INTELLECT–1: Launching the First Decentralized Training of a 10B Parameter Model(www.primeintellect.ai)

111 pointsby jasondavies9 months ago16 comments

PoignardAzur9 months ago
A lot of comment are sneering at various aspects of this press release, and yeah, there's some cringeworthy stuff.
But the technical aspects are pretty cool:
- Fault-tolerant training where nodes and be added and removed mid-run without interrupting the other nodes.
- Sending quantized gradients during the synchronization phase.
- (In the OpenDiLoCo article) Async synchronization.
They're also mentioning potential trustless systems where everyone can contribute compute, which would make this a truly decentralized open platform. Overall it'll be pretty interesting to see where this goes!
- londons_explore9 months ago
  > Sending quantized gradients during the synchronization phase.
  I did this 9 years ago, works pretty well. I don't understand why all ML isn't async and quantized like that now. This project quantizes to 1 bit per weight and it works so well I didn't even make it configurable.
  https://github.com/Hello1024/shared-tensor
  - radarsat19 months ago
    > 1 bit per weight
    does this basically correspond to moving each weight either up or down by a fixed amount? I'm a bit surprised you don't at least need a "stay same" bit, but i suppose it could balance out over multiple iterations.

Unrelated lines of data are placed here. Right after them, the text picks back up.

impl TargetRoot {
    /// Name of target.
    pub fn name(&self) -> &str {
        self.name.as_str()
    }

    /// Path to target root.
    pub fn path(&self) -> &Path {
        self.path.as_path()
    }

    /// Artifact handle of commit, whether it exists or not.
    pub fn artifact(&self, commit: &Commit) -> Artifact {
        Artifact::new(commit_dir_of(&self.path, commit.short_hash()))
    }

    /// Check if commit has an artifact directory.
    pub fn exists(&self, commit: &Commit) -> bool {
        self.artifact(commit).path().is_dir()
    }

    /// Create artifact directory of commit.
    ///
    /// # Errors
    ///
    /// - Return [`StoreError::AlreadyExists`] if artifact directory exists.
    pub fn create(&self, commit: &Commit) -> Result<Artifact> {
        let path = create_dir_strict(commit_dir_of(&self.path, commit.short_hash())).map_err(
            |err| match err {
                PathError::AlreadyExists { path } => StoreError::AlreadyExists { path },
                err => StoreError::Path(err),
            },
        )?;

        Ok(Artifact::new(path))
    }

    /// Every artifact of target, newest modification first.
    ///
    /// # Errors
    ///
    /// - Return [`StoreError::ReadDir`] if target root cannot be read.
    pub fn list_builds(&self) -> Result<Vec<StoredBuild>> {
        let mut builds = visible_dirs(&self.path)?
            .into_iter()
            .map(|(_, path)| {
                let modified = path
                    .metadata()
                    .and_then(|meta| meta.modified())
                    .unwrap_or(SystemTime::UNIX_EPOCH);
                StoredBuild {
                    artifact: Artifact::new(path),
                    modified,
                }
            })
            .collect::<Vec<_>>();

        // INVARIANT: Newest first, ties broken by name for stable output.
        builds.sort_by(|a, b| {
            b.modified
                .cmp(&a.modified)
                .then_with(|| a.name().cmp(b.name()))
        });

        Ok(builds)
    }

    /// Most recently modified artifact.
    ///
    /// # Errors
    ///
    /// - Return [`StoreError::NoBuildsFound`] if target has no artifacts.
    pub fn locate_head(&self) -> Result<StoredBuild> {
        self.list_builds()?
            .into_iter()
            .next()
            .ok_or_else(|| StoreError::NoBuildsFound {
                target: self.name.clone(),
            })
    }

    /// Find the single artifact whose short hash starts with prefix.
    ///
    /// # Errors
    ///
    /// - Return [`StoreError::NotFound`] if no artifact matches.
    /// - Return [`StoreError::AmbiguousCommit`] if more than one matches.
    pub fn resolve_prefix(&self, prefix: &str) -> Result<StoredBuild> {
        let prefix = prefix.trim();
        if prefix.is_empty() {
            return Err(StoreError::NotFound {
                target: self.name.clone(),
                prefix: prefix.into(),
            });
        }

        let mut matches = self
            .list_builds()?
            .into_iter()
            .filter(|build| build.name().starts_with(prefix))
            .collect::<Vec<_>>();

        match matches.len() {
            0 => Err(StoreError::NotFound {
                target: self.name.clone(),
                prefix: prefix.into(),
            }),
            1 => Ok(matches.remove(0)),
            _ => {
                let mut candidates = matches
                    .iter()
                    .map(|build| build.name().to_owned())
                    .collect::<Vec<_>>();
                candidates.sort();
                Err(StoreError::AmbiguousCommit {
                    prefix: prefix.into(),
                    candidates,
                })
            }
        }
    }

    /// Remove artifact directory of commit.
    ///
    /// Does nothing if the artifact does not exist.
    ///
    /// # Errors
    ///
    /// - Return [`StoreError::Remove`] if removal fails.
    pub fn remove(&self, commit: &Commit) -> Result<()> {
        remove_if_present(self.artifact(commit).path())
    }

    /// Remove target root with every artifact in it.
    ///
    /// Does nothing if the target root does not exist.
    ///
    /// # Errors
    ///
    /// - Return [`StoreError::Remove`] if removal fails.
    #[instrument(skip(self), fields(target = %self.name), level = "debug")]
    pub fn remove_all(&self) -> Result<()> {
        remove_if_present(&self.path)
    }

    /// Take exclusive advisory lock on artifact of commit.
    ///
    /// The lock is held until the returned guard is dropped.
    ///
    /// # Errors
    ///
    /// - Return [`StoreError::Locked`] if another process holds the lock.
    /// - Return [`StoreError::Lock`] if the lock file cannot be opened.
    pub fn lock(&self, commit: &Commit) -> Result<ArtifactLock> {
        let path = lock_path_of(&self.path, commit.short_hash());
        let file = OpenOptions::new()
            .create(true)
            .read(true)
            .write(true)
            .truncate(true)
            .open(&path)
            .map_err(|err| StoreError::Lock {
                source: err,
                path: path.clone(),
            })?;

        match file.try_lock_exclusive() {
            Ok(()) => {
                debug!("locked {:?}", path.display());
                Ok(ArtifactLock { _file: file })
            }
            Err(err) if err.kind() == ErrorKind::WouldBlock => Err(StoreError::Locked {
                target: self.name.clone(),
                short_hash: commit.short_hash().into(),
            }),
            #[cfg(windows)]
            Err(err) if matches!(err.raw_os_error(), Some(32 | 33)) => Err(StoreError::Locked {
                target: self.name.clone(),
                short_hash: commit.short_hash().into(),
            }),
            Err(err) => Err(StoreError::Lock { source: err, path }),
        }
    }
}

/// Guard of an exclusive artifact lock.
#[derive(Debug)]
pub struct ArtifactLock {
    _file: File,
}

/// Artifact listed from a target root.
#[derive(Debug, Clone, PartialEq, Eq)]
pub struct StoredBuild {
    pub artifact: Artifact,
    pub modified: SystemTime,
}

impl StoredBuild {
    /// Short hash naming the artifact.
    pub fn name(&self) -> &str {
        self.artifact.short_hash()
    }
}

/// On-disk layout of one built commit.
#[derive(Debug, Clone, PartialEq, Eq)]
pub struct Artifact {
    path: PathBuf,
}

impl Artifact {
    /// Construct artifact handle at path.
    pub fn new(path: impl Into<PathBuf>) -> Self {
        Self { path: path.into() }
    }

    pub fn path(&self) -> &Path {
        self.path.as_path()
    }

    /// Short hash taken from the directory name.
    pub fn short_hash(&self) -> &str {
        self.path
            .file_name()
            .and_then(|name| name.to_str())
            .unwrap_or_default()
    }

    pub fn src_dir(&self) -> PathBuf {
        self.path.join(SRC_DIR_NAME)
    }

    pub fn archive_path(&self) -> PathBuf {
        self.path.join(ARCHIVE_FILE_NAME)
    }

    pub fn bin_dir(&self) -> PathBuf {
        self.path.join(BIN_DIR_NAME)
    }

    pub fn log_dir(&self) -> PathBuf {
        self.path.join(LOG_DIR_NAME)
    }

    pub fn build_log(&self) -> PathBuf {
        self.log_dir().join(BUILD_LOG_NAME)
    }

    pub fn info_path(&self) -> PathBuf {
        self.path.join(INFO_FILE_NAME)
    }

    pub fn pending_path(&self) -> PathBuf {
        self.path.join(PENDING_FILE_NAME)
    }

    /// Check if artifact finished building.
    ///
    /// A build holds the pending marker from claiming the directory until its
    /// metadata is written, so a failed or interrupted build keeps it, even a
    /// forced rebuild over older metadata.
    pub fn is_complete(&self) -> bool {
        self.info_path().is_file() && !self.pending_path().exists()
    }

    /// Flag artifact as being built.
    ///
    /// # Errors
    ///
    /// - Return [`StoreError::Marker`] if the marker cannot be written.
    pub fn mark_pending(&self) -> Result<()> {
        let path = self.pending_path();
        File::create(&path)
            .map(|_| ())
            .map_err(|err| StoreError::Marker { source: err, path })
    }

    /// Flag artifact as finished.
    ///
    /// # Errors
    ///
    /// - Return [`StoreError::Marker`] if the marker cannot be removed.
    pub fn clear_pending(&self) -> Result<()> {
        let path = self.pending_path();
        match remove_file(&path) {
            Err(err) if err.kind() != ErrorKind::NotFound => {
                Err(StoreError::Marker { source: err, path })
            }
            _ => Ok(()),
        }
    }

    /// Approximate disk usage of artifact.
    pub fn size(&self) -> u64 {
        dir_size(&self.path)
    }
}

    Interesting that it works at all. Although, thinking on it, I could see it maybe even having a nice regularizing effect where every layer would end up have similar weight magnitudes. (like projecting onto the local n-ball as mentioned in a paper posted recently on HN)
    londons_explore9 months ago
    This is for keeping the weight vectors in sync between two machines.

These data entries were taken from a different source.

// SPDX-FileCopyrightText: 2025 Jason Pena <jasonpena@awkless.com>
// SPDX-License-Identifier: MIT

//! Configuration layout.
//!
//! Specify the layout of the configuration file that lists every target
//! nigiri knows how to build. The file is loaded once per invocation and is
//! read-only from the point of view of the artifact store.
//!
//! # General Layout
//!
//! Each target is a table under `targets`, keyed by the target's name. The
//! name doubles as the directory that holds the target's artifacts, so it
//! must be a plain path segment. An optional `defaults` table provides build
//! commands for targets that do not define one for the running host.
//!
//! ```toml
//! [defaults.build-command]
//! linux = "make build"
//!
//! [targets.foo]
//! source = "https://github.com/foo/foo.git"
//! default-branch = "main"
//! env = ["CGO_ENABLED=0"]
//!
//! [targets.foo.build-command]
//! linux = "make"
//! binary-path = "bin/foo"
//! ```

use crate::{exec::HostOs, path::validate_target_name};

use serde::{Deserialize, Serialize};
use std::{
    collections::BTreeMap,
    fmt::{Display, Error as FmtError, Formatter, Result as FmtResult},
    fs::{read_to_string, write},
    path::{Path, PathBuf},
    str::FromStr,
};
use tracing::{debug, instrument};

/// Sample configuration written by `nigiri init`.
pub const SAMPLE_CONFIG: &str = r#"# Nigiri configuration file.
#
# Every table under "targets" names a project nigiri can build. The table key
# is also the directory the project's builds are stored under.

[targets.sample-project]
source = "https://github.com/username/sample-project"
default-branch = "main"
env = ["GO111MODULE=on", "CGO_ENABLED=0"]

[targets.sample-project.build-command]
linux = "make build"
windows = "make build"
darwin = "make build"
# binary-path = "bin/sample-project"

# Fallback build commands for targets lacking one for the running host.
[defaults.build-command]
linux = "make build"
windows = "make build"
darwin = "make build"
"#;

/// Top-level configuration layout.
#[derive(Default, Debug, PartialEq, Eq, Clone, Deserialize, Serialize)]
pub struct NigiriConfig {
    /// Fallback settings shared by every target.
    #[serde(default, skip_serializing_if = "Option::is_none")]
    pub defaults: Option<Defaults>,

    /// Target definitions keyed by target name.
    #[serde(default)]
    pub targets: BTreeMap<String, TargetDefinition>,
}

impl NigiriConfig {
    /// Look up target definition by name.
    pub fn target(&self, name: &str) -> Option<&TargetDefinition> {
        self.targets.get(name)
    }

    /// Pick build command for target on given OS.
    ///
    /// Falls back to the default build command table if the target does not
    /// define one for the OS.
    pub fn build_command_for<'a>(&'a self, target: &'a TargetDefinition, os: HostOs) -> Option<&'a str> {
        target.build_command.for_os(os).or_else(|| {
            self.defaults
                .as_ref()
                .and_then(|defaults| defaults.build_command.for_os(os))
        })
    }

    fn validate(&self) -> Result<()> {
        for (name, target) in &self.targets {
            validate_target_name(name).map_err(|source| ConfigError::InvalidTargetName {
                source,
                name: name.clone(),
            })?;

            if target.source.trim().is_empty() {
                return Err(ConfigError::MissingSource { target: name.clone() });
            }

            if let Some(entry) = target.env.iter().find(|entry| parse_env_entry(entry).is_none()) {
                return Err(ConfigError::InvalidEnv {
                    target: name.clone(),
                    entry: entry.clone(),
                });
            }
        }

        Ok(())
    }
}

impl FromStr for NigiriConfig {
    type Err = ConfigError;

    fn from_str(data: &str) -> Result<Self, Self::Err> {
        let mut config: NigiriConfig = toml::de::from_str(data).map_err(ConfigError::Deserialize)?;

        // INVARIANT: Perform shell expansion on source locations.
        for target in config.targets.values_mut() {
            target.source = shellexpand::full(target.source.as_str())
                .map_err(ConfigError::ShellExpansion)?
                .into_owned();
        }

        config.validate()?;
        Ok(config)
    }
}

impl Display for NigiriConfig {
    fn fmt(&self, fmt: &mut Formatter<'_>) -> FmtResult {
        fmt.write_str(
            toml::ser::to_string_pretty(self)
                .map_err(ConfigError::Serialize)?
                .as_str(),
        )
    }
}

/// Settings shared by every target.
#[derive(Default, Debug, PartialEq, Eq, Clone, Deserialize, Serialize)]
#[serde(rename_all = "kebab-case")]
pub struct Defaults {
    /// Fallback build commands.
    #[serde(default)]
    pub build_command: BuildCommands,
}

/// Build definition of one target.
#[derive(Default, Debug, PartialEq, Eq, Clone, Deserialize, Serialize)]
#[serde(rename_all = "kebab-case")]
pub struct TargetDefinition {
    /// Remote URL or path to clone from.
    pub source: String,

    /// Branch whose tip is built when no commit is given.
    #[serde(default, skip_serializing_if = "Option::is_none")]
    pub default_branch: Option<String>,

    /// Directory inside the clone to build from.
    #[serde(default, skip_serializing_if = "Option::is_none")]
    pub working_directory: Option<PathBuf>,

    /// Discard source after building instead of archiving it.
    #[serde(default)]
    pub binary_only: bool,

    /// Extra `KEY=VALUE` environment entries for build and run.
    #[serde(default, skip_serializing_if = "Vec::is_empty")]
    pub env: Vec<String>,

    /// Build commands per OS and binary location.
    #[serde(default)]
    pub build_command: BuildCommands,
}

impl TargetDefinition {
    /// Split environment entries into key and value pairs.
    ///
    /// Malformed entries are rejected on load, so none are skipped here in
    /// practice.
    pub fn env_pairs(&self) -> Vec<(String, String)> {
        self.env
            .iter()
            .filter_map(|entry| parse_env_entry(entry))
            .map(|(key, value)| (key.to_owned(), value.to_owned()))
            .collect()
    }

    /// Relative path of the produced binary, if configured.
    pub fn binary_path(&self) -> Option<&Path> {
        self.build_command
            .binary_path
            .as_deref()
            .filter(|path| !path.as_os_str().is_empty())
    }

    /// Working subdirectory inside the clone, if configured.
    pub fn working_directory(&self) -> Option<&Path> {
        self.working_directory
            .as_deref()
            .filter(|path| !path.as_os_str().is_empty())
    }
}

/// Build command table keyed by OS family.
#[derive(Default, Debug, PartialEq, Eq, Clone, Deserialize, Serialize)]
#[serde(rename_all = "kebab-case")]
pub struct BuildCommands {
    #[serde(default, skip_serializing_if = "Option::is_none")]
    pub linux: Option<String>,

    #[serde(default, skip_serializing_if = "Option::is_none")]
    pub windows: Option<String>,

    #[serde(default, skip_serializing_if = "Option::is_none")]
    pub darwin: Option<String>,

    /// Path of the produced binary relative to the working directory.
    #[serde(default, skip_serializing_if = "Option::is_none")]
    pub binary_path: Option<PathBuf>,
}

impl BuildCommands {
    /// Command for given OS family, ignoring blank entries.
    pub fn for_os(&self, os: HostOs) -> Option<&str> {
        let command = match os {
            HostOs::Linux => self.linux.as_deref(),
            HostOs::Windows => self.windows.as_deref(),
            HostOs::Darwin => self.darwin.as_deref(),
        };

        command.filter(|command| !command.trim().is_empty())
    }
}

fn parse_env_entry(entry: &str) -> Option<(&str, &str)> {
    entry.split_once('=').filter(|(key, _)| !key.is_empty())
}

/// Layer of indirection for loading and saving target definitions.
pub trait TargetRegistry {
    /// Load every target definition.
    fn load_targets(&self) -> Result<NigiriConfig>;

    /// Persist target definitions.
    fn save_targets(&self, config: &NigiriConfig) -> Result<()>;
}

/// Target definitions stored in a TOML file.
#[derive(Debug, Clone, PartialEq, Eq)]
pub struct ConfigFile {
    path: PathBuf,
}

impl ConfigFile {
    /// Construct new configuration file handle.
    pub fn new(path: impl Into<PathBuf>) -> Self {
        Self { path: path.into() }
    }

    /// Path of configuration file.
    pub fn path(&self) -> &Path {
        self.path.as_path()
    }

    /// Check if configuration file exists.
    pub fn exists(&self) -> bool {
        self.path.exists()
    }

    /// Write [`SAMPLE_CONFIG`] to configuration file path.
    ///
    /// # Errors
    ///
    /// - Return [`ConfigError::Path`] if the parent directory cannot be
    ///   created.
    /// - Return [`ConfigError::Write`] if the file cannot be written.
    pub fn write_sample(&self) -> Result<()> {
        if let Some(parent) = self.path.parent() {
            crate::path::create_dir_if_absent(parent)?;
        }

        write(&self.path, SAMPLE_CONFIG).map_err(|err| ConfigError::Write {
            source: err,
            path: self.path.clone(),
        })
    }
}

impl TargetRegistry for ConfigFile {
    #[instrument(skip(self), level = "debug")]
    fn load_targets(&self) -> Result<NigiriConfig> {
        debug!("load configuration from {:?}", self.path.display());
        read_to_string(&self.path)
            .map_err(|err| ConfigError::Read {
                source: err,
                path: self.path.clone(),
            })?
            .parse()
    }

    #[instrument(skip(self, config), level = "debug")]
    fn save_targets(&self, config: &NigiriConfig) -> Result<()> {
        let contents = toml::ser::to_string_pretty(config).map_err(ConfigError::Serialize)?;
        write(&self.path, contents).map_err(|err| ConfigError::Write {
            source: err,
            path: self.path.clone(),
        })
    }
}

/// Configuration error types.
#[derive(Debug, thiserror::Error)]
pub enum ConfigError {
    /// Failed to deserialize configuration.
    #[error(transparent)]
    Deserialize(#[from] toml::de::Error),

    /// Failed to serialize configuration.
    #[error(transparent)]
    Serialize(#[from] toml::ser::Error),

    /// Failed to perform shell expansion on configuration.
    #[error(transparent)]
    ShellExpansion(#[from] shellexpand::LookupError<std::env::VarError>),

    /// Target name cannot be used as a directory name.
    #[error("invalid target {name:?} in configuration")]
    InvalidTargetName {
        #[source]
        source: crate::path::PathError,
        name: String,
    },

    /// Parent directory of configuration file cannot be created.
    #[error(transparent)]
    Path(#[from] crate::path::PathError),

    /// Target lacks a source location.
    #[error("target {target:?} has no source")]
    MissingSource { target: String },

    /// Environment entry is not of the form `KEY=VALUE`.
    #[error("target {target:?} has malformed env entry {entry:?}, expected KEY=VALUE")]
    InvalidEnv { target: String, entry: String },

    /// Configuration file cannot be read from.
    #[error("failed to read configuration file at {:?}", path.display())]
    Read {
        #[source]
        source: std::io::Error,
        path: PathBuf,
    },

    /// Configuration file cannot be written to.
    #[error("failed to write configuration file at {:?}", path.display())]
    Write {
        #[source]
        source: std::io::Error,
        path: PathBuf,
    },
}

impl From<ConfigError> for FmtError {
    fn from(_: ConfigError) -> Self {
        FmtError
    }
}

/// Friendly result alias :3
pub type Result<T, E = ConfigError> = std::result::Result<T, E>;
// SPDX-FileCopyrightText: 2025 Jason Pena <jasonpena@awkless.com>
// SPDX-License-Identifier: MIT

//! Retention of old builds.
//!
//! Evict builds by count, by age, or both. The two bounds are independent
//! filters whose matches are unioned: a build is evicted if it lies beyond
//! the newest `max_builds`, or if it is older than `max_age_days`, or both.
//!
//! Planning is pure and never touches the file system beyond listing builds.
//! Sweeping deletes what was planned, carrying on past individual failures.

use crate::store::{ArtifactStore, StoreError, StoredBuild};

use std::{
    fs::remove_dir_all,
    time::{Duration, SystemTime},
};
use tracing::{info, instrument, warn};

const SECS_PER_DAY: u64 = 24 * 60 * 60;

/// Bounds deciding which builds to evict.
#[derive(Debug, Default, Clone, Copy, PartialEq, Eq)]
pub struct RetentionPolicy {
    /// Keep at most this many newest builds, zero to disable.
    pub max_builds: usize,

    /// Evict builds older than this many days, zero to disable.
    pub max_age_days: u64,

    /// Also evict builds that never finished.
    pub include_incomplete: bool,
}

impl RetentionPolicy {
    /// Check if policy can evict anything at all.
    pub fn is_active(&self) -> bool {
        self.max_builds > 0 || self.max_age_days > 0 || self.include_incomplete
    }

    /// Select builds to evict.
    ///
    /// Builds are considered newest first by modification time regardless of
    /// input order. The output keeps that order.
    pub fn select(&self, builds: &[StoredBuild], now: SystemTime) -> Vec<StoredBuild> {
        let mut builds = builds.to_vec();
        builds.sort_by(|a, b| b.modified.cmp(&a.modified).then_with(|| a.name().cmp(b.name())));

        let max_age = Duration::from_secs(self.max_age_days.saturating_mul(SECS_PER_DAY));
        builds
            .into_iter()
            .enumerate()
            .filter(|(index, build)| {
                let over_count = self.max_builds > 0 && *index >= self.max_builds;
                let over_age = self.max_age_days > 0
                    && now.duration_since(build.modified).unwrap_or_default() > max_age;
                let incomplete = self.include_incomplete && !build.artifact.is_complete();
                over_count || over_age || incomplete
            })
            .map(|(_, build)| build)
            .collect()
    }
}

/// Builds of one target selected for eviction.
#[derive(Debug, Clone, PartialEq, Eq)]
pub struct EvictionPlan {
    pub target: String,
    pub evict: Vec<StoredBuild>,

    /// Approximate disk space held by the evicted builds.
    pub bytes: u64,
}

impl EvictionPlan {
    pub fn is_empty(&self) -> bool {
        self.evict.is_empty()
    }
}

/// Outcome of a sweep.
#[derive(Debug, Default, Clone, Copy, PartialEq, Eq)]
pub struct SweepReport {
    /// Builds selected for eviction.
    pub planned: usize,

    /// Builds actually deleted.
    pub removed: usize,

    /// Builds that could not be deleted.
    pub failed: usize,

    /// Approximate disk space of selected builds.
    pub bytes: u64,

    /// User declined the confirmation prompt.
    pub declined: bool,
}

/// Disk usage of one target.
#[derive(Debug, Clone, PartialEq, Eq)]
pub struct TargetUsage {
    pub target: String,
    pub builds: usize,
    pub bytes: u64,
}

/// Plan and carry out evictions against an artifact store.
#[derive(Debug, Clone, Copy)]
pub struct RetentionManager<'a> {
    store: &'a ArtifactStore,
}

impl<'a> RetentionManager<'a> {
    pub fn new(store: &'a ArtifactStore) -> Self {
        Self { store }
    }

    /// Plan evictions for one target.
    ///
    /// # Errors
    ///
    /// - Return [`RetentionError::Store`] if the target was never built or
    ///   cannot be read.
    pub fn plan(&self, target: &str, policy: &RetentionPolicy, now: SystemTime) -> Result<EvictionPlan> {
        let builds = self.store.target(target)?.list_builds()?;
        let evict = policy.select(&builds, now);
        let bytes = evict.iter().map(|build| build.artifact.size()).sum();

        Ok(EvictionPlan {
            target: target.into(),
            evict,
            bytes,
        })
    }

    /// Plan evictions for every target in the store.
    ///
    /// # Errors
    ///
    /// - Return [`RetentionError::Store`] if the store cannot be read.
    pub fn plan_all(&self, policy: &RetentionPolicy, now: SystemTime) -> Result<Vec<EvictionPlan>> {
        self.store
            .list_targets()?
            .iter()
            .map(|target| self.plan(target, policy, now))
            .collect()
    }

    /// Delete every planned build.
    ///
    /// Nothing is deleted on a dry run, or if there is nothing to delete, or
    /// if `confirm` declines. The confirmation is asked at most once for all
    /// plans together, with the total build count and size.
    #[instrument(skip(self, plans, confirm), level = "debug")]
    pub fn sweep(
        &self,
        plans: &[EvictionPlan],
        dry_run: bool,
        confirm: impl FnOnce(usize, u64) -> bool,
    ) -> SweepReport {
        let mut report = SweepReport {
            planned: plans.iter().map(|plan| plan.evict.len()).sum(),
            bytes: plans.iter().map(|plan| plan.bytes).sum(),
            ..Default::default()
        };

        if report.planned == 0 {
            info!("nothing to remove");
            return report;
        }

        for plan in plans.iter().filter(|plan| !plan.is_empty()) {
            info!(
                "{}: {} build(s) to remove, about {}",
                plan.target,
                plan.evict.len(),
                human_size(plan.bytes)
            );
        }

        if dry_run {
            info!(
                "dry run: would remove {} build(s), freeing about {}",
                report.planned,
                human_size(report.bytes)
            );
            return report;
        }

        if !confirm(report.planned, report.bytes) {
            info!("cleanup cancelled");
            report.declined = true;
            return report;
        }

        for plan in plans {
            for build in &plan.evict {
                match remove_dir_all(build.artifact.path()) {
                    Ok(()) => {
                        info!("removed {} at {}", plan.target, build.name());
                        report.removed += 1;
                    }
                    Err(err) => {
                        warn!("failed to remove {} at {}: {err}", plan.target, build.name());
                        report.failed += 1;
                    }
                }
            }
        }

        report
    }

    /// Disk usage of every target in the store.
    ///
    /// # Errors
    ///
    /// - Return [`RetentionError::Store`] if the store cannot be read.
    pub fn usage(&self) -> Result<Vec<TargetUsage>> {
        let mut usage = Vec::new();
        for target in self.store.list_targets()? {
            let root = self.store.target(&target)?;
            let builds = root.list_builds()?;
            usage.push(TargetUsage {
                builds: builds.len(),
                bytes: builds.iter().map(|build| build.artifact.size()).sum(),
                target,
            });
        }

        Ok(usage)
    }
}

/// Render byte count with a binary unit suffix.
pub fn human_size(bytes: u64) -> String {
    const UNITS: [&str; 5] = ["B", "KiB", "MiB", "GiB", "TiB"];

    let mut size = bytes as f64;
    let mut unit = 0;
    while size >= 1024.0 && unit < UNITS.len() - 1 {
        size /= 1024.0;
        unit += 1;
    }

    if unit == 0 {
        format!("{bytes} B")
    } else {
        format!("{size:.1} {}", UNITS[unit])
    }
}

/// Retention error types.
#[derive(Debug, thiserror::Error)]
pub enum RetentionError {
    #[error(transparent)]
    Store(#[from] StoreError),
}

/// Friendly result alias :3
pub type Result<T, E = RetentionError> = std::result::Result<T, E>;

    The weight vectors themselves are regular floats. But the data exchanged between the machines is 1 bit. Basically, you keep track of changes to the weight vector which hasn't yet been propagated to the other machine. You quantize this to 1 bit per weight (ie. a sign bit) and send it, together with a single scale factor X, accumulating the quantization error for the next sync iteration.
    You choose X to be the RMS or some similar metric of the accumulated error.
    f_devd9 months ago
    It has been more formally studied in signSGD[0], and empirically it's comparable to Adam in terms of behavior.
    [0]: https://arxiv.org/pdf/1802.04434
oefrha9 months ago
Well I don’t have 8xH100s, but if I do, I’m probably not gonna donate it a VC-funded company. Remember “Open”AI?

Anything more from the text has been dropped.